If you’d like to come make sure to reply and I’ll pm the Dodo Code


----------



## xMartin (Jun 11, 2020)

Yes please! 
Can I come ?


----------



## Opal (Jun 11, 2020)

I would love to come!


----------



## bluemusicgrl (Jun 11, 2020)

I would love to visit


----------



## SmrtLilCookie (Jun 11, 2020)

Omg could I please come in a bit?   I love the snow and would be down for some fishing and snowflake catching!


----------



## Polilla (Jun 11, 2020)

May I visit please? Polillita from CoqitoAzul


----------



## Sami913 (Jun 11, 2020)

Hi there! I would love to visit  Sami from IsleSchmoo


----------



## olympics (Jun 11, 2020)

Oooh I would love to come thanks for offering!! Curty from Monterey!


----------



## emiliaferrari (Jun 11, 2020)

We had an error everyone.

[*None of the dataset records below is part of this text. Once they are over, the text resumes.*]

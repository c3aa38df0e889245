//! Property-based tests for the core connection invariants
//!
//! These tests exercise the link table check-and-set, dedup windows,
//! backoff growth and discovery caps over arbitrary inputs.

use core::time::Duration;
use proptest::prelude::*;
use roomlink_core::{
    config::{BackoffPolicy, DiscoveryConfig},
    protocol::PeerInfo,
    BridgeConfig, BridgeEnvelope, BridgeStep, ChatMessage, DedupWindow, LinkRole, LinkTable,
    ManualTimeSource, PeerDiscovery, PeerId, PresenceRecord, Reservation, RoomId, TimeSource, Timestamp,
};
use std::sync::Arc;

/// Generate arbitrary PeerId for property tests
fn arb_peer_id() -> impl Strategy<Value = PeerId> {
    any::<[u8; 8]>().prop_map(PeerId::new)
}

/// Operations applied to a link table in random order
#[derive(Debug, Clone)]
enum TableOp {
    Reserve(u8, bool),
    Open(u8),
    Fail(u8),
    Close(u8),
    Degrade(u8),
    Recover(u8),
    Cross(u8),
}

fn arb_table_op() -> impl Strategy<Value = TableOp> {
    let peer = 0u8..4;
    prop_oneof![
        (peer.clone(), any::<bool>()).prop_map(|(p, dialer)| TableOp::Reserve(p, dialer)),
        peer.clone().prop_map(TableOp::Open),
        peer.clone().prop_map(TableOp::Fail),
        peer.clone().prop_map(TableOp::Close),
        peer.clone().prop_map(TableOp::Degrade),
        peer.clone().prop_map(TableOp::Recover),
        peer.prop_map(TableOp::Cross),
    ]
}

fn room() -> RoomId {
    RoomId::new("lobby").unwrap()
}

proptest! {
    /// Property: a successful reservation is only granted when the pair is
    /// free, so two live attempts to the same peer can never coexist
    #[test]
    fn reservation_never_doubles_a_live_link(ops in prop::collection::vec(arb_table_op(), 1..64)) {
        let local = PeerId::new([9; 8]);
        let mut table = LinkTable::new(local);
        let now = Timestamp::new(1_000);

        for op in ops {
            match op {
                TableOp::Reserve(p, dialer) => {
                    let target = PeerId::new([p; 8]);
                    let was_live = table.is_live(target);
                    let role = if dialer { LinkRole::Dialer } else { LinkRole::Responder };
                    let reservation = table.reserve(target, role, now);
                    prop_assert_eq!(reservation == Reservation::Proceed, !was_live);
                }
                TableOp::Open(p) => { let _ = table.mark_open(PeerId::new([p; 8]), now); }
                TableOp::Fail(p) => { let _ = table.mark_failed(PeerId::new([p; 8]), "timeout", now); }
                TableOp::Close(p) => { let _ = table.mark_closed(PeerId::new([p; 8]), "closed", now); }
                TableOp::Degrade(p) => { let _ = table.set_degraded(PeerId::new([p; 8]), now); }
                TableOp::Recover(p) => { let _ = table.set_recovered(PeerId::new([p; 8]), now); }
                TableOp::Cross(p) => { let _ = table.resolve_crossing(PeerId::new([p; 8])); }
            }
            prop_assert!(table.live_peers().len() <= 4);
            prop_assert_eq!(
                table.pending_count() + table.established_count(),
                table.live_peers().len()
            );
        }
    }

    /// Property: crossing requests resolve to exactly one dialer
    #[test]
    fn crossing_requests_elect_one_dialer(a in arb_peer_id(), b in arb_peer_id()) {
        prop_assume!(a != b);
        let now = Timestamp::new(0);
        let mut table_a = LinkTable::new(a);
        let mut table_b = LinkTable::new(b);
        table_a.reserve(b, LinkRole::Dialer, now);
        table_b.reserve(a, LinkRole::Dialer, now);

        let decision_a = table_a.resolve_crossing(b);
        let decision_b = table_b.resolve_crossing(a);
        let dialers = [decision_a, decision_b]
            .iter()
            .filter(|d| **d == Some(roomlink_core::CrossingDecision::KeepDialing))
            .count();
        prop_assert_eq!(dialers, 1);
    }

    /// Property: any sequence of fingerprints passes the window at most once
    /// while it stays inside the window
    #[test]
    fn dedup_delivers_each_fingerprint_once(
        senders in prop::collection::vec(0u8..8, 1..200),
        repeats in 1usize..4,
    ) {
        let mut window = DedupWindow::new(512);
        let messages: Vec<ChatMessage> = senders
            .iter()
            .map(|s| ChatMessage::new(room(), PeerId::new([*s; 8]), "p", "x", Timestamp::new(0)))
            .collect();

        let mut delivered = 0usize;
        for _ in 0..repeats {
            for message in &messages {
                if window.insert(message.fingerprint()) {
                    delivered += 1;
                }
            }
        }
        prop_assert_eq!(delivered, messages.len());
    }

    /// Property: backoff delays never decrease and never exceed the cap
    #[test]
    fn backoff_is_monotonic_and_capped(
        base_ms in 1u64..5_000,
        multiplier in 1.0f64..4.0,
        cap_ms in 1u64..120_000,
    ) {
        prop_assume!(base_ms <= cap_ms);
        let policy = BackoffPolicy {
            base: Duration::from_millis(base_ms),
            multiplier,
            cap: Duration::from_millis(cap_ms),
            max_attempts: 32,
        };
        let mut previous = Duration::ZERO;
        for attempt in 0..32 {
            let delay = policy.delay(attempt);
            prop_assert!(delay >= previous);
            prop_assert!(delay <= policy.cap);
            previous = delay;
        }
    }

    /// Property: discovery output is capped, excludes self and never
    /// contains duplicates
    #[test]
    fn discovery_is_capped_and_unique(
        roster in prop::collection::vec(0u8..16, 0..12),
        presence in prop::collection::vec((0u8..16, 0u8..=100), 0..12),
    ) {
        let clock = ManualTimeSource::new();
        let local = PeerId::new([0; 8]);
        let mut discovery = PeerDiscovery::new(local, DiscoveryConfig::default(), Arc::new(clock.clone()));

        let infos: Vec<PeerInfo> = roster
            .iter()
            .map(|p| PeerInfo { peer_id: PeerId::new([*p; 8]), display_name: format!("p{p}") })
            .collect();
        discovery.update_roster(&room(), &infos);
        for (p, quality) in &presence {
            discovery.observe_presence(PresenceRecord::new(PeerId::new([*p; 8]), room(), clock.now(), *quality));
        }

        let candidates = discovery.discover(&room(), &[]);
        prop_assert!(candidates.len() <= 3);
        prop_assert!(candidates.iter().all(|c| c.peer_id != local));
        let mut ids: Vec<PeerId> = candidates.iter().map(|c| c.peer_id).collect();
        ids.sort();
        ids.dedup();
        prop_assert_eq!(ids.len(), candidates.len());
        for pair in candidates.windows(2) {
            prop_assert!(pair[0].quality >= pair[1].quality);
        }
    }

    /// Property: no chain of forwarding nodes pushes an envelope past the cap
    #[test]
    fn bridge_hops_never_exceed_cap(hop_cap in 1u8..5, chain in prop::collection::vec(10u8..40, 1..8)) {
        let config = BridgeConfig { hop_cap, ..BridgeConfig::default() };
        let origin = PeerId::new([1; 8]);
        let recipient = PeerId::new([2; 8]);
        let message = ChatMessage::new(room(), origin, "o", "m", Timestamp::new(0));
        let mut envelope = BridgeEnvelope::new(message, origin, recipient);

        for node in chain {
            match roomlink_core::bridge::next_step(&envelope, PeerId::new([node; 8]), &config, false, true) {
                BridgeStep::ForwardRelayed(next) | BridgeStep::ForwardDirect(next) => {
                    prop_assert!(next.hop_count <= hop_cap);
                    envelope = next;
                }
                BridgeStep::Reject(_) => break,
                BridgeStep::Deliver => unreachable!(),
            }
        }
        prop_assert!(envelope.hop_count <= hop_cap.max(1));
    }
}
//! Per-recipient path selection and routing statistics

use serde::{Deserialize, Serialize};

use crate::config::{BridgeConfig, RouterConfig};
use crate::link::DirectLinkState;
use crate::quality::{NetworkCondition, QualityTier};
use crate::types::{MessageId, PeerId};

// ----------------------------------------------------------------------------
// Inputs
// ----------------------------------------------------------------------------

/// Health of our own relayed channel, measured from ping round trips
#[derive(Debug, Clone, Copy, PartialEq, Eq, Serialize, Deserialize)]
#[serde(rename_all = "kebab-case")]
pub enum RelayHealth {
    Healthy,
    Degraded,
    Down,
}

/// Direct link view handed to the policy
#[derive(Debug, Clone, Copy, PartialEq)]
pub struct DirectPath {
    /// Open and not degraded
    pub usable: bool,
    /// Open or degraded
    pub established: bool,
    pub condition: NetworkCondition,
}

impl DirectPath {
    pub fn from_state(state: &DirectLinkState, condition: NetworkCondition) -> Self {
        Self {
            usable: state.is_usable(),
            established: state.is_established(),
            condition,
        }
    }

    pub fn tier(&self) -> QualityTier {
        self.condition.tier
    }
}

// ----------------------------------------------------------------------------
// Route Policy
// ----------------------------------------------------------------------------

/// Path chosen for one recipient
#[derive(Debug, Clone, Copy, PartialEq, Eq, Hash, Serialize, Deserialize)]
#[serde(rename_all = "kebab-case")]
pub enum Route {
    Direct,
    Relayed,
    Bridge,
    Queue,
}

/// Stateless path selection rules
#[derive(Debug, Clone)]
pub struct RoutePolicy {
    peer_relay_quality_threshold: u8,
    bridge_enabled: bool,
}

impl RoutePolicy {
    pub fn new(router: &RouterConfig, bridge: &BridgeConfig) -> Self {
        Self {
            peer_relay_quality_threshold: router.peer_relay_quality_threshold,
            bridge_enabled: bridge.enabled,
        }
    }

    /// Whether the relayed path to one recipient is degraded: either our own
    /// relay is, or the recipient reports a poor relayed connection
    pub fn relay_path_degraded(&self, relay: RelayHealth, recipient_relay_quality: Option<u8>) -> bool {
        relay != RelayHealth::Healthy
            || recipient_relay_quality.is_some_and(|q| q < self.peer_relay_quality_threshold)
    }

    /// Pick the path for one recipient
    pub fn select(
        &self,
        direct: Option<DirectPath>,
        relay: RelayHealth,
        recipient_relay_quality: Option<u8>,
    ) -> Route {
        let relay_degraded = self.relay_path_degraded(relay, recipient_relay_quality);

        if let Some(path) = direct {
            if path.usable && path.tier() > QualityTier::Critical {
                // Poor links yield to the bridge once the relayed path is degraded
                if path.tier() >= QualityTier::Good || !relay_degraded {
                    return Route::Direct;
                }
            }
        }

        if !relay_degraded {
            return Route::Relayed;
        }

        let direct_insufficient = direct.map_or(true, |path| {
            !path.usable || path.tier() <= QualityTier::Poor
        });
        if self.bridge_enabled && direct_insufficient {
            return Route::Bridge;
        }

        self.bridge_fallback(direct, relay)
    }

    /// Path to use when the bridge is unavailable or exhausted
    pub fn bridge_fallback(&self, direct: Option<DirectPath>, relay: RelayHealth) -> Route {
        if relay != RelayHealth::Down {
            Route::Relayed
        } else if direct.is_some_and(|path| path.established) {
            Route::Direct
        } else {
            Route::Queue
        }
    }
}

// ----------------------------------------------------------------------------
// Route Report
// ----------------------------------------------------------------------------

/// How one outbound message was dispatched
#[derive(Debug, Clone, PartialEq, Eq, Serialize, Deserialize)]
pub struct RouteReport {
    pub message_id: MessageId,
    /// Path used per recipient
    pub routes: Vec<(PeerId, Route)>,
    /// Whether one copy went to the coordinator for room broadcast
    pub relayed_broadcast: bool,
    /// Whether the message was parked in the outbound queue
    pub queued: bool,
}

impl RouteReport {
    pub fn new(message_id: MessageId) -> Self {
        Self {
            message_id,
            routes: Vec::new(),
            relayed_broadcast: false,
            queued: false,
        }
    }

    pub fn route_for(&self, peer_id: PeerId) -> Option<Route> {
        self.routes
            .iter()
            .find(|(peer, _)| *peer == peer_id)
            .map(|(_, route)| *route)
    }

    pub fn count(&self, route: Route) -> usize {
        self.routes.iter().filter(|(_, r)| *r == route).count()
    }
}

// ----------------------------------------------------------------------------
// Routing Statistics
// ----------------------------------------------------------------------------

/// Path an inbound copy arrived on
#[derive(Debug, Clone, Copy, PartialEq, Eq, Hash, Serialize, Deserialize)]
#[serde(rename_all = "kebab-case")]
pub enum InboundPath {
    Direct,
    Relayed,
    Bridge,
}

/// Counters consumed by observability surfaces
#[derive(Debug, Clone, Default, PartialEq, Eq, Serialize, Deserialize)]
pub struct RoutingStats {
    pub sent_direct: u64,
    pub sent_relayed: u64,
    pub sent_bridged: u64,
    pub queued: u64,
    pub dropped_from_queue: u64,
    pub received_direct: u64,
    pub received_relayed: u64,
    pub received_bridged: u64,
    pub duplicates_filtered: u64,
    pub relay_exhausted: u64,
    pub bridged_for_others: u64,
}

impl RoutingStats {
    pub fn record_sent(&mut self, route: Route) {
        match route {
            Route::Direct => self.sent_direct += 1,
            Route::Relayed => self.sent_relayed += 1,
            Route::Bridge => self.sent_bridged += 1,
            Route::Queue => self.queued += 1,
        }
    }

    pub fn record_received(&mut self, path: InboundPath) {
        match path {
            InboundPath::Direct => self.received_direct += 1,
            InboundPath::Relayed => self.received_relayed += 1,
            InboundPath::Bridge => self.received_bridged += 1,
        }
    }

    pub fn total_sent(&self) -> u64 {
        self.sent_direct + self.sent_relayed + self.sent_bridged
    }

    pub fn total_received(&self) -> u64 {
        self.received_direct + self.received_relayed + self.received_bridged
    }
}

#[cfg(test)]
mod tests {
    use super::*;

    fn policy() -> RoutePolicy {
        RoutePolicy::new(&RouterConfig::default(), &BridgeConfig::default())
    }

    fn path(tier: QualityTier, usable: bool) -> Option<DirectPath> {
        Some(DirectPath {
            usable,
            established: true,
            condition: NetworkCondition {
                tier,
                ..NetworkCondition::initial()
            },
        })
    }

    #[test]
    fn test_healthy_direct_link_is_preferred() {
        assert_eq!(
            policy().select(path(QualityTier::Excellent, true), RelayHealth::Healthy, Some(90)),
            Route::Direct
        );
        assert_eq!(
            policy().select(path(QualityTier::Poor, true), RelayHealth::Healthy, None),
            Route::Direct
        );
    }

    #[test]
    fn test_critical_direct_with_healthy_relay_uses_relay() {
        assert_eq!(
            policy().select(path(QualityTier::Critical, true), RelayHealth::Healthy, Some(90)),
            Route::Relayed
        );
        assert_eq!(
            policy().select(path(QualityTier::Good, false), RelayHealth::Healthy, None),
            Route::Relayed
        );
        assert_eq!(policy().select(None, RelayHealth::Healthy, None), Route::Relayed);
    }

    #[test]
    fn test_bridge_only_when_both_paths_insufficient() {
        assert_eq!(
            policy().select(path(QualityTier::Critical, true), RelayHealth::Degraded, None),
            Route::Bridge
        );
        assert_eq!(
            policy().select(path(QualityTier::Poor, true), RelayHealth::Healthy, Some(10)),
            Route::Bridge
        );
        assert_eq!(policy().select(None, RelayHealth::Down, None), Route::Bridge);
        assert_eq!(
            policy().select(path(QualityTier::Good, true), RelayHealth::Degraded, None),
            Route::Direct
        );
    }

    #[test]
    fn test_disabled_bridge_falls_back() {
        let policy = RoutePolicy::new(
            &RouterConfig::default(),
            &BridgeConfig {
                enabled: false,
                ..BridgeConfig::default()
            },
        );
        assert_eq!(
            policy.select(path(QualityTier::Critical, true), RelayHealth::Degraded, None),
            Route::Relayed
        );
        assert_eq!(
            policy.select(path(QualityTier::Critical, false), RelayHealth::Down, None),
            Route::Direct
        );
        assert_eq!(policy.select(None, RelayHealth::Down, None), Route::Queue);
    }

    #[test]
    fn test_stats_counters() {
        let mut stats = RoutingStats::default();
        stats.record_sent(Route::Direct);
        stats.record_sent(Route::Relayed);
        stats.record_sent(Route::Queue);
        stats.record_received(InboundPath::Bridge);
        assert_eq!(stats.total_sent(), 2);
        assert_eq!(stats.queued, 1);
        assert_eq!(stats.total_received(), 1);
    }
}
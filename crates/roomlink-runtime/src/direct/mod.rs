//! Direct peer-to-peer transports
//!
//! A direct link is a pair of unbounded [`PeerFrame`] channels. Dialing
//! produces one end; the remote's transport yields the other end on its
//! incoming stream, already tagged with the dialer's PeerId from the
//! opening `hello` frame. Dropping the outbound sender closes the link.

use async_trait::async_trait;
use roomlink_core::{PeerFrame, PeerId, RoomId, RoomlinkResult};
use tokio::sync::mpsc;

pub mod memory;
pub mod tcp;

pub use memory::{LinkConditions, MemoryNetwork, MemoryTransport};
pub use tcp::TcpDirectTransport;

/// One end of an open direct link
#[derive(Debug)]
pub struct DirectLink {
    pub remote: PeerId,
    pub outbound: mpsc::UnboundedSender<PeerFrame>,
    pub inbound: mpsc::UnboundedReceiver<PeerFrame>,
}

/// Links dialed to us by other peers
pub type IncomingLinks = mpsc::UnboundedReceiver<DirectLink>;

/// Peer-to-peer transport used for upgraded links
#[async_trait]
pub trait DirectTransport: Send + Sync {
    /// Address other peers dial to reach us
    fn address(&self) -> String;

    /// Open a link to `remote` listening at `address`
    async fn dial(
        &self,
        local: PeerId,
        room_id: &RoomId,
        address: &str,
        remote: PeerId,
    ) -> RoomlinkResult<DirectLink>;
}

I’ll open up again now!


----------



## Ro1 (Jun 11, 2020)

Can I come visit??


----------



## Bowserlab (Jun 11, 2020)

Can I visit?
Bowser from Lorna


----------



## Xdee (Jun 11, 2020)

hi can I please dont by?
xdee from charms


----------



## emiliaferrari (Jun 11, 2020)

I'll give this another shot and send the code to less people at a time. So sorry for the errors


----------



## olympics (Jun 11, 2020)

No worries


----------



## adripiedri (Jun 11, 2020)

awww if you're still open i'd love to come


----------



## atlantisblue9 (Jun 11, 2020)

Could I come by?
Sarabi from Prideland


----------



## Jillenium (Jun 11, 2020)

Could I come too please? mama from jillville, I can bring bells, nmt, furniture etc


----------



## emiliaferrari (Jun 11, 2020)

Ok, went through the waiting list so if anyone else is interested respond heheh. Will probably close in some time


----------



## m i d o r i (Jun 11, 2020)

emiliaferrari said:


> Ok, went through the waiting list so if anyone else is interested respond heheh. Will probably close in some time


Hi ^.^ May I visit if you are still open ? Thanks a lot :3


----------



## Salomebibouland (Jun 11, 2020)

Are you still open?  I’d love to come too


----------



## emiliaferrari (Jun 11, 2020)

Bells  or materials or NMT are finee. Whatever u can


----------



## roserk (Jun 11, 2020)

I love winter, please let me come.  Rose from everell.


----------



## Polilla (Jun 11, 2020)

May I give it another try?


----------



## emiliaferrari (Jun 11, 2020)

Thanks so much to everyone who came by! I won't be giving the code any longer for today but i may reopen some other time! If i've PMd you de Dodo feel free to come if you still haven't


----------